Notre fleur se fortifiait, se purifiait. Ses plaies se cicatrisaient. Surtout, elle devenait plus humble, car son malheur lui avait appris que toute seule, elle ne pouvait rien faire. Elle appréciait de plus en plus la douceur de l’ombre qui s’étendait au-dessus d’elle, qui la protégeait des morsures brutales d’un soleil trop ardent, mais qui, surtout, semblait l’envelopper de tendresse. Notre petite fleur paraissait comblée. Et puis elle n’était plus seule. D’autres fleurs avaient été plantées auprès d’elle, et leur compagnie reposante lui rendait confiance.

Puis voilà qu’un jour la petite fleur de nénuphar, qui s’épanouissait, heureuse au bord de son ruisseau, aperçut, non loin d’elle, un spectacle qu’elle ne connaissait pas encore. L’eau de la source qui s’écoulait paisible dans le ruisseau béni, semblait se rassembler en un petit torrent se précipitant vers une sorte de tunnel obscur, pour être conduit, plus loin, vers un jardin merveilleux qu’il devrait irriguer, plus tard.

Bien sûr, ce jardin merveilleux, la petite fleur de nénuphar ne pouvait le voir; mais on lui avait fait comprendre qu’il était pourtant là, tout près d’elle. Notre fleur de nénuphar aurait bien voulu aller voir ce jardin, mais elle ne le pouvait pas. Elle était plantée là, trop solidement sur le bord du ruisseau, juste avant que le courant de l’eau ne s’accélère. Tout au plus, en se hissant sur la pointe de sa tige pouvait-elle apercevoir quelques branches fleuries des arbres de ce merveilleux jardin.

Notre fleur de nénuphar commençait à s’inquiéter, à se faire de la peine, car elle avait compris aussi qu’elle était destinée à vivre dans ce jardin d’Éden, mais elle n’arrivait pas à s’arracher de son site... C’est alors que Quelqu’un venu d’ailleurs, Quelqu’un qui passait par là, lui fit comprendre que, pour l’instant, il lui fallait demeurer là, près de la source, sur le bord du ruisseau, pour continuer à se fortifier, à se purifier, à laisser l’eau vive qui la pénétrait chasser ses dernières souillures... Et puis on avait encore besoin d’elle, là où elle était, pour réjouir, avec ses soeurs, les coeurs attristés des passants fatigués.

Et la petite fleur de nénuphar comprit qu’il lui fallait encore attendre, là, dans cette demeure pacifiante, avant de pénétrer dans le jardin.

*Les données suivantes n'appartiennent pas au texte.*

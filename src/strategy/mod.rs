//! Trading strategy implementation.
//!
//! Each strategy splits into a pure planning function (snapshot in, desired
//! orders out) and a `tick` that gathers the snapshot from the gateway and
//! hands the plan to the [`OrderReconciler`]:
//! - Grid: full ladder between two bounds, placed only into an empty book
//! - Market maker: inventory-skewed quotes, cancelled and replaced each cycle
//! - Accumulator: scheduled market buys (DCA)
//! - Funding arbitrage: long spot / short perp while funding pays shorts

mod accumulator;
mod funding_arb;
mod grid;
mod market_maker;
mod reconciler;

pub use accumulator::{plan_accumulation, AccumulationOrder, AccumulatorStrategy};
pub use funding_arb::{
    funding_rate_percent, plan_funding_arb, ArbAction, FundingArbStrategy, PerpPositionState,
};
pub use grid::{grid_inventory_ratio, grid_levels, plan_grid, GridStrategy};
pub use market_maker::{plan_quotes, quote_prices, MarketMakerStrategy, QuotePlan};
pub use reconciler::{OrderReconciler, ReconcileReport};

use crate::context::EngineContext;
use crate::error::Result;
use async_trait::async_trait;
use std::time::Duration;

/// Result of a single tick.
#[derive(Debug, Clone, PartialEq, Eq)]
pub enum TickOutcome {
    /// Nothing to do this tick
    Idle,
    /// Orders were submitted or cancelled
    Submitted(ReconcileReport),
}

/// A strategy driven by the runner's polling loop.
#[async_trait]
pub trait Strategy: Send + Sync {
    /// Short name used in logs.
    fn name(&self) -> &'static str;

    /// Delay between the end of one tick and the start of the next.
    fn interval(&self) -> Duration;

    /// Gather fresh state, decide, and execute. Errors abort only this tick.
    async fn tick(&mut self, ctx: &EngineContext) -> Result<TickOutcome>;
}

Il lui fallait  être patiente, mais on ne l’empêchait pas de chanter et de répéter une partition nouvelle, sa partition, la partition de l’Amour, pour la plus grande joie de tous ceux qui passeraient près d’elle. D’ailleurs elle entendait déjà quelques accords harmonieux. Plus tard, elle pourrait, elle aussi, aller se joindre au choeur des habitants du Jardin pour chanter l’Amour, éternellement. Elle savait aussi, que là-bas, dans ce jardin d’Eden, l’Amour qu’elle chanterait, c’était ce QUELQU’UN venu d’ailleurs qui l’avait sauvée de la mort.

La fleur de nénuphar n’est qu’une parabole, mais c’est une parabole qui ouvre des horizons nouveaux vers QUELQU’UN venu d’ailleurs, de QUELQU’UN qui nous sauve, qui nous attend et qui nous aime.